Abstract: The Glycemia Risk Index Predicts Type 1 Diabetes Self-management Habits in Youth

K. Panfil1, C.A. Vandervelden1, B. Lockee1, E.M. Tallon1, D.D. Williams1, S.R. Patton2, C. Schweisberger1, J. Lee3, S. Corathers4, D.C. Klonoff5, M.A. Clements1

1Children’s Mercy, Kansas City, United States, 2Nemour’s Children’s Health, Jacksonville, United States, 3University of Michigan, Ann Arbor, United States, 4Cincinnati Children’s Hospital Medical Center, Cincinnati, United States, 5Mills-Peninsula Medical Center, San Mateo, United States

Introduction: The Glycemia Risk Index (GRI) is a validated measure of the quality of glycemic control in adults with type 1 diabetes (T1D).

Objectives: We sought to determine whether GRI associated with the 6-Habits score, a validated measure of youths’ engagement in diabetes self-management habits (Lee et al., 2021). We examined this association in the context of an additional (7th) habit designed to assess consumption of a healthy diet.

Methods: We retrospectively examined electronic health records of individuals who received care from a Midwest (USA) tertiary care pediatric diabetes clinic network. GRI was calculated based on continuous glucose monitor data, and habit scores were collected within 3 weeks of a GRI score. A mixed-effects Poisson regression examined how GRI associated with total habit scores, reflective of the number of T1D self-management habits completed. GRI, hemoglobin A1c (HbA1c), age, race, ethnicity, and insurance type were entered as fixed effects.

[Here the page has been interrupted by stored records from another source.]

// Expose the modules
pub mod api;
pub mod config;
pub mod domain;

// Re-export key types for easier usage
pub use api::{Api, AppState};
pub use config::Config;
pub use domain::models::{Order, OrderEvent, OrderStatus};
pub use domain::services::broadcaster::{Broadcaster, RegistrationListener, ReplayProducer};
pub use domain::services::ingest::{IngestError, IngestService};
pub use domain::services::reconciler::{reconcile, FinalizationTimers, ReconcileError};
pub use domain::services::storage::{
    InMemoryStorage, PostgresStorage, Storage, StorageError, StorageTransaction,
};
//--------------------------------------------------------------------------------------------------
// MODULE OVERVIEW
//--------------------------------------------------------------------------------------------------
// Per-order subscriber fan-out (spec.md §4.4) plus the replay producer that
// backfills a newly-registered subscriber with history (spec.md §4.5). Split
// across two files specifically so neither needs a mutable reference to the
// other: `Broadcaster` holds an `Arc<dyn RegistrationListener>`, and
// `ReplayProducer` holds an `Arc<Broadcaster>` — a one-way dependency graph
// wired up after both are constructed (spec.md §9 redesign flag).
//--------------------------------------------------------------------------------------------------

mod broadcaster;
mod replay;

pub use broadcaster::{Broadcaster, RegistrationListener};
pub use replay::ReplayProducer;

Individual was included as a random effect to account for multiple observations.

Results: The cohort (N=1500) included youth with T1D ages 1.9-18.0 years, with 48.7% males, 86.7% non-Hispanic White, 70.0% on commercial insurance, and a mean age of 12.7 years (SD=3.7). GRI scores and HbA1c decreased as habit scores increased (Figure 1), suggesting individuals who performed more self-management habits achieved a higher quality of glycemic control. Age and insurance type were also significantly related to total habit scores. Older individuals had lower habit scores compared to their younger counterparts (t = -7.92, p < .001). Those with commercial insurance had higher habit scores than self-pay, public, or other types of insurance (t = 2.21, p = .03).

Conclusions: GRI associated with scores on the 6-Habits scale, providing validation for both measures. GRI may add value beyond HbA1c and sensor time in range as an indicator of the quality of glycemia in youth.